Happy tenth day of 2005! Okay, so I'm a little late. But that's going to change. No, really. This year's resolution will be to update the site more often. Like once a week. Or bi-weekly. I'm pretty sure that means twice a week and not once every two weeks. What do you think? Should there be weekly features, like on Tuesdays I complain about stuff, or Wednesday I talk about stuff that happened when I was eight? I don't know. Maybe there should be a mascot, like Professor Phosphorescent or Gasbot.
Anyway, we were at Nick's house yesterday watching Denver forget they were in the playoffs. After that, we decided to watch a movie.
Deciding on a movie should be a relatively stress-free endevor, but with us, deciding on a DVD to watch is like trying to decide which wire to cut on a time bomb. No one ever wants to be the one to pick the movie. And there's always one person that doesn't want to watch whatever is picked. We need a Wheel-O-Movies or something that we can just spin and whatever the Wheel says, goes.
Last night's movie was picked because my friends were shocked-SHOCKED!-to discover that I'd never seen it. Apparently, I'm the only person on Earth who hasn't. So last night, we watched Footloose.
I'd spend the past twenty-plus years completely devoid of any desire to watch Kevin Bacon dance around. I only found out a few months ago on one of those VH-1 shows that it was about a town where dancing is against the law. And now that I've seen it, I guess I finally feel like I've really lived.
I also have a few questions. First off, did Kenny Loggins do anything but write movie themes? Footloose, Top Gun, Caddyshack...was that his whole career? What ever happened to that guy anyway? When I was in college, there was this kid Duane that didn't know what kind of music I listened to, so he tried to insult me by saying "You probably like Kenny Loggins." Except sometimes he said Kenny G, and sometimes it was Kenny Rogers. I don't think he realized they're three different people. That's pretty funny.
Second, what the hell happened to Chris Penn?!! He was skinny in this movie. Now he's a big fat guy. I think the earliest movie I saw him in was Reservoir Dogs. Seeing Nice Guy Eddie all skinny and prancing around is reason enough alone to watch this movie.

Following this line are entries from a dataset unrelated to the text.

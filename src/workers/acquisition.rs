/*
 * Copyright (C) 2025 Pedro Henrique / phdev13
 *
 * File: src/workers/acquisition.rs
 *
 * This file implements the acquisition loop, the long-running task that
 * bridges the sensor session and the shared-memory channel.
 *
 * Every iteration is evaluated fresh, in this order:
 * - Not ready: the DMP never came up. Nothing is touched.
 * - Overflow: the FIFO reports exactly its capacity. It is reset and the
 *   cycle ends; stale data is dropped rather than resynchronised.
 * - Packet available: exactly one packet is drained, converted and
 *   published. Any further queued packets wait for the next cycle.
 * - Idle: fewer bytes than one packet. Nothing happens.
 *
 * Between iterations the loop sleeps for a fixed interval regardless of the
 * work done. The shutdown flag is checked before each iteration and also
 * cuts the sleep short.
 *
 * SPDX-License-Identifier: AGPL-3.0 license
 */

#![deny(missing_docs)]

//! The acquisition worker polls the sensor FIFO and publishes orientation.

use crate::sensors::{FifoSource, OrientationSample, FIFO_BUFFER_LEN};
use crate::shm::record::format_record;
use crate::shm::Publisher;
use crate::shutdown::ShutdownToken;
use std::time::Duration;
use tokio::time::sleep;

/// Timing and buffer limits for the loop.
#[derive(Debug, Clone, Copy)]
pub struct LoopSettings {
    /// Fixed delay after every iteration.
    pub poll_interval: Duration,
    /// FIFO count that means the device buffer overflowed.
    pub fifo_capacity: u16,
}

impl Default for LoopSettings {
    fn default() -> Self {
        Self {
            poll_interval: Duration::from_millis(10),
            fifo_capacity: 1024,
        }
    }
}

/// What a single iteration did.
#[derive(Debug, Clone, Copy, PartialEq)]
pub enum PollOutcome {
    /// The session is not ready; nothing was touched.
    NotReady,
    /// The FIFO was full and has been reset.
    Overflow,
    /// Not enough data for a packet yet.
    Idle {
        /// FIFO count observed this cycle.
        fifo_count: u16,
    },
    /// A packet was converted and published.
    Published(OrientationSample),
    /// A packet was converted but the channel rejected the record.
    PublishFailed(OrientationSample),
}

/// Counters reported when the loop stops.
#[derive(Debug, Clone, Copy, Default, PartialEq, Eq)]
pub struct LoopStats {
    /// Iterations executed.
    pub iterations: u64,
    /// Samples written to the channel.
    pub published: u64,
    /// FIFO overflow resets.
    pub overflows: u64,
}

/// Owns the sensor source and the publisher for the lifetime of the loop.
pub struct AcquisitionLoop<S: FifoSource, P: Publisher> {
    source: S,
    publisher: P,
    settings: LoopSettings,
    buffer: [u8; FIFO_BUFFER_LEN],
    stats: LoopStats,
}

impl<S: FifoSource, P: Publisher> AcquisitionLoop<S, P> {
    /// Creates a loop over `source`, publishing into `publisher`.
    pub fn new(source: S, publisher: P, settings: LoopSettings) -> Self {
        Self {
            source,
            publisher,
            settings,
            buffer: [0; FIFO_BUFFER_LEN],
            stats: LoopStats::default(),
        }
    }

    /// Runs one iteration of the state machine.
    pub fn poll_once(&mut self) -> PollOutcome {
        self.stats.iterations += 1;

        if !self.source.is_ready() {
            return PollOutcome::NotReady;
        }

        let fifo_count = self.source.fifo_count();

        if fifo_count == self.settings.fifo_capacity {
            self.source.reset_fifo();
            self.stats.overflows += 1;
            log::warn!("FIFO overflow ({} bytes), resetting", fifo_count);
            return PollOutcome::Overflow;
        }

        if usize::from(fifo_count) < self.source.packet_size() {
            return PollOutcome::Idle { fifo_count };
        }

        self.source.drain_packet(&mut self.buffer);
        let sample = OrientationSample::from(self.source.convert(&self.buffer));
        let record = format_record(&sample);

        match self.publisher.publish(&record) {
            Ok(()) => {
                self.stats.published += 1;
                log::trace!("Published {}", record.trim_end());
                PollOutcome::Published(sample)
            }
            Err(e) => {
                log::warn!("Failed to publish orientation: {}", e);
                PollOutcome::PublishFailed(sample)
            }
        }
    }

    /// Polls at the fixed cadence until shutdown is requested.
    pub async fn run(&mut self, shutdown: &mut ShutdownToken) -> LoopStats {
        log::info!(
            "Acquisition loop running (poll interval {:?}, ready: {})",
            self.settings.poll_interval,
            self.source.is_ready()
        );

        loop {
            if shutdown.is_requested() {
                break;
            }

            self.poll_once();

            tokio::select! {
                _ = sleep(self.settings.poll_interval) => {}
                _ = shutdown.requested() => break,
            }
        }

        log::info!(
            "Acquisition loop stopped after {} iterations ({} published, {} overflow resets)",
            self.stats.iterations,
            self.stats.published,
            self.stats.overflows
        );
        self.stats
    }

    /// Counters so far.
    pub fn stats(&self) -> LoopStats {
        self.stats
    }

    /// Borrows the publisher.
    pub fn publisher(&self) -> &P {
        &self.publisher
    }

    /// Gives back the source and the publisher.
    pub fn into_parts(self) -> (S, P) {
        (self.source, self.publisher)
    }
}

I never knew that "I Need a Hero" song came from this movie. It always reminded me Short Circuit 2 when Johnny Five fixes himself at Radio Shack and goes after Oscar for betraying him. I guess when the rest of the world hears that song, they think of two guys on tractors playing chicken. I think it fits better with the angry robot, though. Somewhere out there, I'm sure there's a song that really says two guys on tractors playing chicken. Rain on the Scarecrow, maybe. Or Sweet Home Alabama.
We went back and watched a few scenes with Kevin Bacon commentary. That was great. For the afore mentioned tractor chicken, he said "Oh no, I hope I don't get my foot stuck to the pedal." Later when he's dancing, he says "Now, this wasn't me" and it cuts to a closeup shot of his face, and he says "Well, that's me, but this next part isn't." Good stuff; I'll have to watch the whole thing with commentary at some point.

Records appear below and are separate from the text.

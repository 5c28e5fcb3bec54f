/*
 * Copyright (C) 2025 Pedro Henrique / phdev13
 *
 * File: src/config/mod.rs
 *
 * This file implements the daemon's configuration loader. Every setting has a
 * built-in default equal to the values the daemon has always used, so with
 * nothing configured it needs no file, no arguments and no environment.
 *
 * When `IMUD_CONFIG` names a TOML or JSON file, that file is read first;
 * individual settings can then be overridden by `IMUD_*` environment
 * variables, which is convenient under a service manager.
 *
 * Dependencies:
 *  - `serde`: For deserialization of configuration data.
 *  - `toml`, `serde_json`: For parsing specific configuration formats.
 *  - `thiserror`: For structured error handling.
 *
 * SPDX-License-Identifier: AGPL-3.0 license
 */

use crate::shm::record::MAX_RECORD_LEN;
use crate::workers::LoopSettings;
use serde::Deserialize;
use std::env;
use std::fs;
use std::path::{Path, PathBuf};
use std::str::FromStr;
use std::time::Duration;

/// Environment variable naming an optional configuration file.
pub const CONFIG_PATH_VAR: &str = "IMUD_CONFIG";

/// Default shared-memory object name.
pub const DEFAULT_CHANNEL_NAME: &str = "MPU";
/// Default shared-memory size in bytes.
pub const DEFAULT_CHANNEL_CAPACITY: usize = 50;
/// Default location of the device library.
pub const DEFAULT_DMP_LIBRARY: &str = "/usr/local/lib/libmpu6050_dmp.so";

const _: () = assert!(MAX_RECORD_LEN < DEFAULT_CHANNEL_CAPACITY);

// --- Custom Error and Result Types ---

/// Represents errors that can occur during configuration loading.
#[derive(Debug, thiserror::Error)]
pub enum ConfigError {
    #[error("Failed to read configuration file at '{path}': {error}")]
    FileRead {
        path: PathBuf,
        #[source]
        error: std::io::Error,
    },
    #[error("Failed to parse TOML configuration: {0}")]
    TomlParse(#[from] toml::de::Error),
    #[error("Failed to parse JSON configuration: {0}")]
    JsonParse(#[from] serde_json::Error),
    #[error("Unsupported configuration file format for path: {path}")]
    UnsupportedFormat { path: PathBuf },
    #[error("Environment variable '{key}' could not be read: {error}")]
    EnvVar {
        key: String,
        #[source]
        error: env::VarError,
    },
    #[error("Invalid configuration value for '{key}': {reason}")]
    Invalid { key: &'static str, reason: String },
}

pub type ConfigResult<T> = Result<T, ConfigError>;

// --- Configuration Structure ---

/// Top-level daemon configuration.
#[derive(Deserialize, Debug, Clone, Default, PartialEq)]
pub struct ImudConfig {
    #[serde(default)]
    pub channel: ChannelConfig,
    #[serde(default)]
    pub sensor: SensorConfig,
    #[serde(default)]
    pub acquisition: AcquisitionConfig,
    #[serde(default)]
    pub logging: LoggingConfig,
}

#[derive(Deserialize, Debug, Clone, PartialEq)]
#[serde(default)]
pub struct ChannelConfig {
    pub name: String,
    pub capacity: usize,
}

impl Default for ChannelConfig {
    fn default() -> Self {
        Self {
            name: DEFAULT_CHANNEL_NAME.to_string(),
            capacity: DEFAULT_CHANNEL_CAPACITY,
        }
    }
}

#[derive(Deserialize, Debug, Clone, PartialEq)]
#[serde(default)]
pub struct SensorConfig {
    pub library_path: PathBuf,
    /// FIFO count that signals an overflow.
    pub fifo_capacity: u16,
    /// Settle time between DMP bring-up and the first poll.
    pub startup_delay_us: u64,
}

impl Default for SensorConfig {
    fn default() -> Self {
        Self {
            library_path: PathBuf::from(DEFAULT_DMP_LIBRARY),
            fifo_capacity: 1024,
            startup_delay_us: 1500,
        }
    }
}

#[derive(Deserialize, Debug, Clone, PartialEq)]
#[serde(default)]
pub struct AcquisitionConfig {
    pub poll_interval_ms: u64,
}

impl Default for AcquisitionConfig {
    fn default() -> Self {
        Self { poll_interval_ms: 10 }
    }
}

/// Output format of log lines.
#[derive(Deserialize, Debug, Clone, Copy, PartialEq, Eq, Default)]
#[serde(rename_all = "lowercase")]
pub enum LogFormat {
    #[default]
    Text,
    Json,
}

impl FromStr for LogFormat {
    type Err = String;

    fn from_str(s: &str) -> Result<Self, Self::Err> {
        match s.to_ascii_lowercase().as_str() {
            "text" => Ok(LogFormat::Text),
            "json" => Ok(LogFormat::Json),
            other => Err(format!("unknown log format '{}'", other)),
        }
    }
}

#[derive(Deserialize, Debug, Clone, PartialEq)]
#[serde(default)]
pub struct LoggingConfig {
    pub level: String,
    pub format: LogFormat,
}

impl Default for LoggingConfig {
    fn default() -> Self {
        Self {
            level: "info".to_string(),
            format: LogFormat::Text,
        }
    }
}

impl LoggingConfig {
    /// The configured level as a `log` filter.
    pub fn level_filter(&self) -> ConfigResult<log::LevelFilter> {
        log::LevelFilter::from_str(&self.level).map_err(|_| ConfigError::Invalid {
            key: "logging.level",
            reason: format!("'{}' is not a log level", self.level),
        })
    }
}

impl ImudConfig {
    /// Loop timing derived from this configuration.
    pub fn loop_settings(&self) -> LoopSettings {
        LoopSettings {
            poll_interval: Duration::from_millis(self.acquisition.poll_interval_ms),
            fifo_capacity: self.sensor.fifo_capacity,
        }
    }

    /// Delay between sensor bring-up and the first poll.
    pub fn startup_delay(&self) -> Duration {
        Duration::from_micros(self.sensor.startup_delay_us)
    }

    /// Rejects values the daemon cannot run with.
    pub fn validate(&self) -> ConfigResult<()> {
        if self.acquisition.poll_interval_ms == 0 {
            return Err(ConfigError::Invalid {
                key: "acquisition.poll_interval_ms",
                reason: "must be greater than zero".to_string(),
            });
        }
        if self.sensor.fifo_capacity == 0 {
            return Err(ConfigError::Invalid {
                key: "sensor.fifo_capacity",
                reason: "must be greater than zero".to_string(),
            });
        }
        if self.channel.capacity <= MAX_RECORD_LEN {
            return Err(ConfigError::Invalid {
                key: "channel.capacity",
                reason: format!("must be at least {} bytes", MAX_RECORD_LEN + 1),
            });
        }
        self.logging.level_filter()?;
        Ok(())
    }
}

// --- Configuration Loading Service ---

/// A service for loading configuration from files and environment variables.
#[derive(Default)]
pub struct ConfigLoader;

impl ConfigLoader {
    pub fn new() -> Self {
        Self::default()
    }

    /// Resolves the daemon configuration: the file named by `IMUD_CONFIG`
    /// (or the defaults), then environment overrides, then validation.
    pub fn load(&self) -> ConfigResult<ImudConfig> {
        let config = match read_env_var(CONFIG_PATH_VAR)? {
            Some(path) => self.load_from_file::<ImudConfig>(Path::new(&path))?,
            None => {
                let mut config = ImudConfig::default();
                config.apply_env_overrides()?;
                config
            }
        };
        config.validate()?;
        Ok(config)
    }

    /// Loads configuration from a file path, automatically detecting the
    /// format, then applies environment variable overrides.
    pub fn load_from_file<T: serde::de::DeserializeOwned + Configurable>(
        &self,
        path: &Path,
    ) -> ConfigResult<T> {
        let mut config: T = self.parse_file(path)?;
        config.apply_env_overrides()?;
        Ok(config)
    }

    /// Reads and parses a file without applying overrides.
    pub fn parse_file<T: serde::de::DeserializeOwned>(&self, path: &Path) -> ConfigResult<T> {
        let contents = fs::read_to_string(path).map_err(|e| ConfigError::FileRead {
            path: path.to_path_buf(),
            error: e,
        })?;

        match path.extension().and_then(|s| s.to_str()) {
            Some("toml") => Ok(toml::from_str(&contents)?),
            Some("json") => Ok(serde_json::from_str(&contents)?),
            _ => Err(ConfigError::UnsupportedFormat {
                path: path.to_path_buf(),
            }),
        }
    }
}

/// A trait that allows a configuration struct to define its own logic
/// for being overridden by environment variables.
pub trait Configurable {
    fn apply_env_overrides(&mut self) -> ConfigResult<()>;
}

impl Configurable for ImudConfig {
    fn apply_env_overrides(&mut self) -> ConfigResult<()> {
        self.channel.apply_env_overrides()?;
        self.sensor.apply_env_overrides()?;
        self.acquisition.apply_env_overrides()?;
        self.logging.apply_env_overrides()?;
        Ok(())
    }
}

impl Configurable for ChannelConfig {
    fn apply_env_overrides(&mut self) -> ConfigResult<()> {
        if let Some(val) = read_env_var("IMUD_SHM_NAME")? { self.name = val; }
        if let Some(val) = read_env_var("IMUD_SHM_CAPACITY")? { self.capacity = val.parse().unwrap_or(self.capacity); }
        Ok(())
    }
}

impl Configurable for SensorConfig {
    fn apply_env_overrides(&mut self) -> ConfigResult<()> {
        if let Some(val) = read_env_var("IMUD_DMP_LIBRARY")? { self.library_path = PathBuf::from(val); }
        if let Some(val) = read_env_var("IMUD_FIFO_CAPACITY")? { self.fifo_capacity = val.parse().unwrap_or(self.fifo_capacity); }
        if let Some(val) = read_env_var("IMUD_STARTUP_DELAY_US")? { self.startup_delay_us = val.parse().unwrap_or(self.startup_delay_us); }
        Ok(())
    }
}

impl Configurable for AcquisitionConfig {
    fn apply_env_overrides(&mut self) -> ConfigResult<()> {
        if let Some(val) = read_env_var("IMUD_POLL_INTERVAL_MS")? { self.poll_interval_ms = val.parse().unwrap_or(self.poll_interval_ms); }
        Ok(())
    }
}

impl Configurable for LoggingConfig {
    fn apply_env_overrides(&mut self) -> ConfigResult<()> {
        if let Some(val) = read_env_var("IMUD_LOG_LEVEL")? { self.level = val; }
        if let Some(val) = read_env_var("IMUD_LOG_FORMAT")? { self.format = val.parse().unwrap_or(self.format); }
        Ok(())
    }
}

/// Helper function to read an environment variable, returning `Ok(None)` if not set.
fn read_env_var(key: &str) -> ConfigResult<Option<String>> {
    match env::var(key) {
        Ok(val) => Ok(Some(val)),
        Err(env::VarError::NotPresent) => Ok(None),
        Err(error) => Err(ConfigError::EnvVar { key: key.to_string(), error }),
    }
}


// --- Unit Tests ---
#[cfg(test)]
mod tests {
    use super::*;
    use assert_fs::prelude::*;
    use assert_fs::TempDir;

    #[test]
    fn test_defaults_match_daemon_constants() {
        let config = ImudConfig::default();
        assert_eq!(config.channel.name, "MPU");
        assert_eq!(config.channel.capacity, 50);
        assert_eq!(config.sensor.fifo_capacity, 1024);
        assert_eq!(config.startup_delay(), Duration::from_micros(1500));
        assert_eq!(config.loop_settings().poll_interval, Duration::from_millis(10));
        assert_eq!(config.logging.format, LogFormat::Text);
        config.validate().unwrap();
    }

    #[test]
    fn test_parse_partial_toml_file() {
        let dir = TempDir::new().unwrap();
        let config_file = dir.child("imud.toml");
        config_file.write_str(r#"
            [channel]
            name = "/imu0"

            [logging]
            level = "debug"
            format = "json"
        "#).unwrap();

        let config: ImudConfig = ConfigLoader::new().parse_file(config_file.path()).unwrap();

        assert_eq!(config.channel.name, "/imu0");
        assert_eq!(config.channel.capacity, 50); // From default
        assert_eq!(config.sensor, SensorConfig::default());
        assert_eq!(config.logging.level_filter().unwrap(), log::LevelFilter::Debug);
        assert_eq!(config.logging.format, LogFormat::Json);
    }

    #[test]
    fn test_parse_json_file() {
        let dir = TempDir::new().unwrap();
        let config_file = dir.child("imud.json");
        config_file.write_str(r#"{ "acquisition": { "poll_interval_ms": 5 }, "sensor": { "fifo_capacity": 512 } }"#).unwrap();

        let config: ImudConfig = ConfigLoader::new().parse_file(config_file.path()).unwrap();
        let settings = config.loop_settings();

        assert_eq!(settings.poll_interval, Duration::from_millis(5));
        assert_eq!(settings.fifo_capacity, 512);
    }

    #[test]
    fn test_unknown_extension_is_rejected() {
        let dir = TempDir::new().unwrap();
        let config_file = dir.child("imud.yaml");
        config_file.write_str("channel: {}").unwrap();

        let result: ConfigResult<ImudConfig> = ConfigLoader::new().parse_file(config_file.path());
        assert!(matches!(result, Err(ConfigError::UnsupportedFormat { .. })));
    }

    #[test]
    fn test_validation_rejects_unusable_values() {
        let mut config = ImudConfig::default();
        config.acquisition.poll_interval_ms = 0;
        assert!(matches!(config.validate(), Err(ConfigError::Invalid { key: "acquisition.poll_interval_ms", .. })));

        let mut config = ImudConfig::default();
        config.channel.capacity = MAX_RECORD_LEN;
        assert!(matches!(config.validate(), Err(ConfigError::Invalid { key: "channel.capacity", .. })));

        let mut config = ImudConfig::default();
        config.logging.level = "loud".to_string();
        assert!(matches!(config.validate(), Err(ConfigError::Invalid { key: "logging.level", .. })));
    }

    // All environment-driven cases live in one test so they cannot race.
    #[test]
    fn test_env_variable_overrides() {
        let dir = TempDir::new().unwrap();
        let config_file = dir.child("imud.toml");
        config_file.write_str(r#"
            [channel]
            name = "file_name"
            capacity = 64
        "#).unwrap();

        env::set_var("IMUD_SHM_NAME", "env_name");
        env::set_var("IMUD_POLL_INTERVAL_MS", "20");
        env::set_var("IMUD_FIFO_CAPACITY", "not-a-number");
        env::set_var("IMUD_LOG_FORMAT", "json");
        env::set_var("IMUD_STARTUP_DELAY_US", "2500");

        let loader = ConfigLoader::new();
        let config = loader.load_from_file::<ImudConfig>(config_file.path()).unwrap();

        assert_eq!(config.channel.name, "env_name");
        assert_eq!(config.channel.capacity, 64);
        assert_eq!(config.acquisition.poll_interval_ms, 20);
        assert_eq!(config.sensor.fifo_capacity, 1024); // Unparseable keeps previous
        assert_eq!(config.logging.format, LogFormat::Json);
        assert_eq!(config.startup_delay(), Duration::from_micros(2500));

        env::set_var(CONFIG_PATH_VAR, config_file.path());
        let config = loader.load().unwrap();
        assert_eq!(config.channel.name, "env_name");
        assert_eq!(config.channel.capacity, 64);
        assert_eq!(config.sensor.startup_delay_us, 2500);

        // Without a file the defaults still take overrides.
        env::remove_var(CONFIG_PATH_VAR);
        let config = loader.load().unwrap();
        assert_eq!(config.channel.name, "env_name");
        assert_eq!(config.channel.capacity, 50);
        assert_eq!(config.acquisition.poll_interval_ms, 20);

        // Clean up environment variables
        env::remove_var(CONFIG_PATH_VAR);
        env::remove_var("IMUD_SHM_NAME");
        env::remove_var("IMUD_POLL_INTERVAL_MS");
        env::remove_var("IMUD_FIFO_CAPACITY");
        env::remove_var("IMUD_LOG_FORMAT");
        env::remove_var("IMUD_STARTUP_DELAY_US");
    }
}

The best part of the movie was when the guy with antlers mounted on the roof of his truck throws a brick through the uncle's window. "Burn in Hell? This brick says 'Burn in Hell'!" That and Chris Penn('s stunt double) doing flips in a field. Maybe next week we'll watch another eighties movie I've never seen.
8 comments:
The brick said "Burn in hell"
Jose
Oh yeah. That's even funnier!
Please tell me you have at least seen 'The Breakfast Club'?

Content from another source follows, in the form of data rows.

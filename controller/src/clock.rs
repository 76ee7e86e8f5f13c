use chrono::{DateTime, Utc};

/// Wall-clock source. `None` until the platform time sync (SNTP on the
/// embedded target) has completed; the target resolver refuses to act on an
/// unsynced clock.
pub trait Clock: Send + Sync {
    fn now_utc(&self) -> Option<DateTime<Utc>>;
}

/// Host clock: the operating system keeps time for us.
pub struct SystemClock;

impl Clock for SystemClock {
    fn now_utc(&self) -> Option<DateTime<Utc>> {
        Some(Utc::now())
    }
}

#[cfg(test)]
pub(crate) struct FixedClock(pub Option<DateTime<Utc>>);

#[cfg(test)]
impl Clock for FixedClock {
    fn now_utc(&self) -> Option<DateTime<Utc>> {
        self.0
    }
}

I don't know what is funnier, that they made you watch the movie, or that it is actually out on DVD.
Yeah, I've seen that. But Michele's never seen Ferris Bueller's Day Off. That's just crazy.
Not only is it out on DVD but its a SPecial Edition DVD. and what kind of person hasnt seen Ferris Bueller?
Jose
I have the Breakfast Club on DVD; and Sixteen Candles and Wierd Science. I pretty sure it was marketed to me at the time I bought it, quite successfully I might interject, as the Anthony Michael Hall Trilogy.
On a related note, I once challeneged a man to a fight because he wouldn't concede that the female lead in Footloose was in fact a young Gina Davis. As it turns out, it was not Gina Davis, but the Beastmaster's sister - Lori Singer. Go figure.
That kid Al that used to live next door to me is Anthony Michael Hall's cousin. At least he said he was, and why would anyone pretend to be Anthony Michael Hall's cousin?
That ugly blond kid that used to play on Dr. Quinn, Medicine Woman was a cousin to kids I went to school with. They always denied it though. Maybe they wouldn't have if it had been Anthony Michael Hall.